Re: Hierarchal vs Non-Hierarchal Interfaces to Biological Taxonomy

From: Bob Badour <bbadour_at_pei.sympatico.ca>
Date: Sat, 23 Dec 2006 00:01:01 GMT
Message-ID: <1l_ih.36472$cz.536566_at_ursa-nb00s0.nbnet.nb.ca>


Marshall wrote:

> On Dec 22, 1:17 pm, Bob Badour <bbad..._at_pei.sympatico.ca> wrote:
>

>>Larry Coon wrote:
>>
>>>Bob Badour wrote:
>>
>>>>Which common bird is it that has three cohorts A, B and C where A and B
>>>>can interbreed, B and C can interbreed but A and C cannot? Is it the robin?
>>
>>>There's lots of species like that -- it's called a ring
>>>species.  I think it's the salamander where every subspecies
>>>but two can interbreed.
>>
>>>An interesting question is when you have subspecies A, B & C,
>>>where A & C cannot interbreed, and B goes extinct, do you now
>>>have two distinct species?
>>
>>Which opens the floor to: "How many species did you have
>>before B went extinct?"

>
> These kinds of questions are always interesting. And they
> often lead me to the same conclusion, which is that
> the concept being discussed is a construct of the
> human mind, and not of the natural world. The
> very idea of "species" is an abstraction. A useful
> one, but an abstraction nonetheless.

Here's an even better one: Suppose a retrovirus comes along that conveys some fitness advantage so that it becomes ubiquitous among a species: ducks for instance. Suppose as well that the virus crosses over from the domesticated duck population into pigs and humans where it too becomes ubiquitous.
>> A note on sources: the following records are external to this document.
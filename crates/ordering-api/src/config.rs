//! Ordering API configuration loaded from environment variables.
//!
//! # Environment Variables
//!
//! ## Required
//! - `ConnectionStrings__orderingdb` - `PostgreSQL` connection string, either a
//!   `postgres://` URL or `Host=…;Port=…;Username=…;Password=…;Database=…`
//!   keyword form (falls back to `DATABASE_URL`)
//! - `Identity__Url` - Identity service base URL (expected token issuer)
//! - `IDENTITY_SIGNING_SECRET` - Shared secret used to validate bearer tokens
//!
//! ## Optional
//! - `ORDERING_HOST` - Bind address (default: 127.0.0.1)
//! - `ORDERING_PORT` - Listen port (default: 5224)
//! - `ORDERING_RUN_MIGRATIONS` - Apply migrations at startup (default: true)
//! - `SENTRY_DSN` - Sentry error tracking DSN
//! - `SENTRY_ENVIRONMENT` - Sentry environment name
//! - `SENTRY_SAMPLE_RATE` / `SENTRY_TRACES_SAMPLE_RATE` - Sample rates (default: 1.0)

use std::collections::HashMap;
use std::net::{IpAddr, SocketAddr};

use secrecy::SecretString;
use thiserror::Error;
use url::Url;

const MIN_ENTROPY_BITS_PER_CHAR: f64 = 3.3;

/// Blocklist of common placeholder patterns (case-insensitive)
const PLACEHOLDER_PATTERNS: &[&str] = &[
    "your-",
    "changeme",
    "replace",
    "placeholder",
    "example",
    "xxx",
    "todo",
    "fixme",
    "insert",
    "put-your",
];

/// Configuration errors that can occur during loading.
#[derive(Debug, Error)]
pub enum ConfigError {
    #[error("Missing environment variable: {0}")]
    MissingEnvVar(String),
    #[error("Invalid environment variable {0}: {1}")]
    InvalidEnvVar(String, String),
    #[error("Insecure secret in {0}: {1}")]
    InsecureSecret(String, String),
}

/// Ordering API configuration.
#[derive(Debug, Clone)]
pub struct OrderingConfig {
    /// `PostgreSQL` database connection URL (contains password)
    pub database_url: SecretString,
    /// IP address to bind the server to
    pub host: IpAddr,
    /// Port to listen on
    pub port: u16,
    /// Identity service configuration
    pub identity: IdentityConfig,
    /// Whether to apply migrations at startup
    pub run_migrations: bool,
    /// Sentry DSN for error tracking
    pub sentry_dsn: Option<String>,
    /// Sentry environment (e.g., "development", "staging", "production")
    pub sentry_environment: Option<String>,
    /// Sentry error sample rate (0.0 to 1.0)
    pub sentry_sample_rate: f32,
    /// Sentry traces sample rate for performance monitoring (0.0 to 1.0)
    pub sentry_traces_sample_rate: f32,
}

/// Identity service settings used for bearer token validation.
///
/// Implements `Debug` manually to redact the signing secret.
#[derive(Clone)]
pub struct IdentityConfig {
    /// Identity service base URL; tokens must name it as issuer
    pub url: String,
    /// Shared HS256 signing secret
    pub signing_secret: SecretString,
}

impl std::fmt::Debug for IdentityConfig {
    fn fmt(&self, f: &mut std::fmt::Formatter<'_>) -> std::fmt::Result {
        f.debug_struct("IdentityConfig")
            .field("url", &self.url)
            .field("signing_secret", &"[REDACTED]")
            .finish()
    }
}

impl OrderingConfig {
    /// Load configuration from environment variables.
    ///
    /// Calls `dotenvy::dotenv()` to load from `.env` file if present.
    ///
    /// # Errors
    ///
    /// Returns `ConfigError` if required variables are missing, invalid, or
    /// if secrets fail validation (placeholder detection, entropy check).
    pub fn from_env() -> Result<Self, ConfigError> {
        // Load .env file if present (ignore errors if not found)
        let _ = dotenvy::dotenv();

        let database_url = get_database_url("ConnectionStrings__orderingdb")?;
        let host = get_env_or_default("ORDERING_HOST", "127.0.0.1")
            .parse::<IpAddr>()
            .map_err(|e| ConfigError::InvalidEnvVar("ORDERING_HOST".to_string(), e.to_string()))?;
        let port = get_env_or_default("ORDERING_PORT", "5224")
            .parse::<u16>()
            .map_err(|e| ConfigError::InvalidEnvVar("ORDERING_PORT".to_string(), e.to_string()))?;
        let identity = IdentityConfig::from_env()?;
        let run_migrations = parse_bool(
            "ORDERING_RUN_MIGRATIONS",
            &get_env_or_default("ORDERING_RUN_MIGRATIONS", "true"),
        )?;
        let sentry_dsn = get_optional_env("SENTRY_DSN");
        let sentry_environment = get_optional_env("SENTRY_ENVIRONMENT");
        let sentry_sample_rate = get_optional_env("SENTRY_SAMPLE_RATE")
            .and_then(|s| s.parse().ok())
            .unwrap_or(1.0);
        let sentry_traces_sample_rate = get_optional_env("SENTRY_TRACES_SAMPLE_RATE")
            .and_then(|s| s.parse().ok())
            .unwrap_or(1.0);

        Ok(Self {
            database_url,
            host,
            port,
            identity,
            run_migrations,
            sentry_dsn,
            sentry_environment,
            sentry_sample_rate,
            sentry_traces_sample_rate,
        })
    }

    /// Returns the socket address for binding the server.
    #[must_use]
    pub const fn socket_addr(&self) -> SocketAddr {
        SocketAddr::new(self.host, self.port)
    }
}

impl IdentityConfig {
    fn from_env() -> Result<Self, ConfigError> {
        let url = get_required_env("Identity__Url")?;
        Url::parse(&url)
            .map_err(|e| ConfigError::InvalidEnvVar("Identity__Url".to_string(), e.to_string()))?;

        Ok(Self {
            url,
            signing_secret: get_validated_secret("IDENTITY_SIGNING_SECRET")?,
        })
    }
}

// =============================================================================
// Helper Functions
// =============================================================================

/// Get a required environment variable.
fn get_required_env(key: &str) -> Result<String, ConfigError> {
    std::env::var(key).map_err(|_| ConfigError::MissingEnvVar(key.to_string()))
}

/// Get an optional environment variable.
fn get_optional_env(key: &str) -> Option<String> {
    std::env::var(key).ok()
}

/// Get an environment variable with a default value.
fn get_env_or_default(key: &str, default: &str) -> String {
    std::env::var(key).unwrap_or_else(|_| default.to_string())
}

fn parse_bool(key: &str, value: &str) -> Result<bool, ConfigError> {
    match value.trim().to_ascii_lowercase().as_str() {
        "1" | "true" | "yes" => Ok(true),
        "0" | "false" | "no" => Ok(false),
        other => Err(ConfigError::InvalidEnvVar(
            key.to_string(),
            format!("expected a boolean, got '{other}'"),
        )),
    }
}

/// Get the database URL, falling back to generic `DATABASE_URL`.
///
/// Keyword-form connection strings (as injected by the app host) are
/// converted to a `postgres://` URL.
fn get_database_url(primary_key: &str) -> Result<SecretString, ConfigError> {
    let (key, value) = std::env::var(primary_key)
        .map(|v| (primary_key, v))
        .or_else(|_| std::env::var("DATABASE_URL").map(|v| ("DATABASE_URL", v)))
        .map_err(|_| ConfigError::MissingEnvVar(primary_key.to_string()))?;

    normalize_connection_string(&value)
        .map(SecretString::from)
        .map_err(|e| ConfigError::InvalidEnvVar(key.to_string(), e))
}

/// Convert a connection string to a `postgres://` URL.
///
/// URLs pass through unchanged. Keyword form accepts `Host`, `Server`,
/// `Port`, `Username`, `User ID`, `Password`, `Database` (case-insensitive).
fn normalize_connection_string(value: &str) -> Result<String, String> {
    let value = value.trim();
    if value.starts_with("postgres://") || value.starts_with("postgresql://") {
        return Ok(value.to_string());
    }

    let mut parts: HashMap<String, String> = HashMap::new();
    for pair in value.split(';').filter(|p| !p.trim().is_empty()) {
        let (key, val) = pair
            .split_once('=')
            .ok_or_else(|| format!("malformed segment '{pair}'"))?;
        parts.insert(key.trim().to_ascii_lowercase(), val.trim().to_string());
    }

    let host = parts
        .get("host")
        .or_else(|| parts.get("server"))
        .ok_or("missing Host")?;
    let mut url = Url::parse(&format!("postgres://{host}")).map_err(|e| e.to_string())?;

    if let Some(port) = parts.get("port") {
        let port = port.parse::<u16>().map_err(|e| format!("invalid Port: {e}"))?;
        url.set_port(Some(port)).map_err(|()| "cannot set port")?;
    }
    if let Some(user) = parts.get("username").or_else(|| parts.get("user id")) {
        url.set_username(user).map_err(|()| "cannot set username")?;
    }
    if let Some(password) = parts.get("password") {
        url.set_password(Some(password))
            .map_err(|()| "cannot set password")?;
    }
    if let Some(database) = parts.get("database") {
        url.set_path(database);
    }

    Ok(url.to_string())
}

/// Calculate Shannon entropy in bits per character.
fn shannon_entropy(s: &str) -> f64 {
    if s.is_empty() {
        return 0.0;
    }

    let mut freq: HashMap<char, usize> = HashMap::new();
    for c in s.chars() {
        *freq.entry(c).or_insert(0) += 1;
    }

    #[allow(clippy::cast_precision_loss)] // String length will never exceed f64 precision
    let len = s.len() as f64;
    freq.values()
        .map(|&count| {
            #[allow(clippy::cast_precision_loss)] // Character count will never exceed f64 precision
            let p = count as f64 / len;
            -p * p.log2()
        })
        .sum()
}

/// Validate that a secret is not a placeholder and has sufficient entropy.
fn validate_secret_strength(secret: &str, var_name: &str) -> Result<(), ConfigError> {
    let lower = secret.to_lowercase();

    for pattern in PLACEHOLDER_PATTERNS {
        if lower.contains(pattern) {
            return Err(ConfigError::InsecureSecret(
                var_name.to_string(),
                format!("appears to be a placeholder (contains '{pattern}')"),
            ));
        }
    }

    let entropy = shannon_entropy(secret);
    if entropy < MIN_ENTROPY_BITS_PER_CHAR {
        return Err(ConfigError::InsecureSecret(
            var_name.to_string(),
            format!(
                "entropy too low ({entropy:.2} bits/char, need >= {MIN_ENTROPY_BITS_PER_CHAR:.1}). Use a randomly generated secret."
            ),
        ));
    }

    Ok(())
}

/// Load and validate a secret from environment.
fn get_validated_secret(key: &str) -> Result<SecretString, ConfigError> {
    let value = get_required_env(key)?;
    validate_secret_strength(&value, key)?;
    Ok(SecretString::from(value))
}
At that point, humans, ducks and pigs all share a unique recent ancestor. Where does that put us in the taxonomy with ducks and pigs?

> Other things that are abstractions: the
> number 3, the concept of being alive,
> the gender partition with its two equivalence
> classes, male and female, the seasons,
> etc. Most any idea with sharp edges to
> it is an abstraction; the natural world
> is much more fine grained.

Not only fine-grained but complex too. When one designs something, one generally must control the locus of effect or the design becomes unworkable. That's a total non-issue for evolution and for biological systems. Proteins, enzymes and hormones get reused for almost endless unrelated functions.

  (I am tempted
> to say "analog" but when you get down to
> a low enough level, it looks digital again.)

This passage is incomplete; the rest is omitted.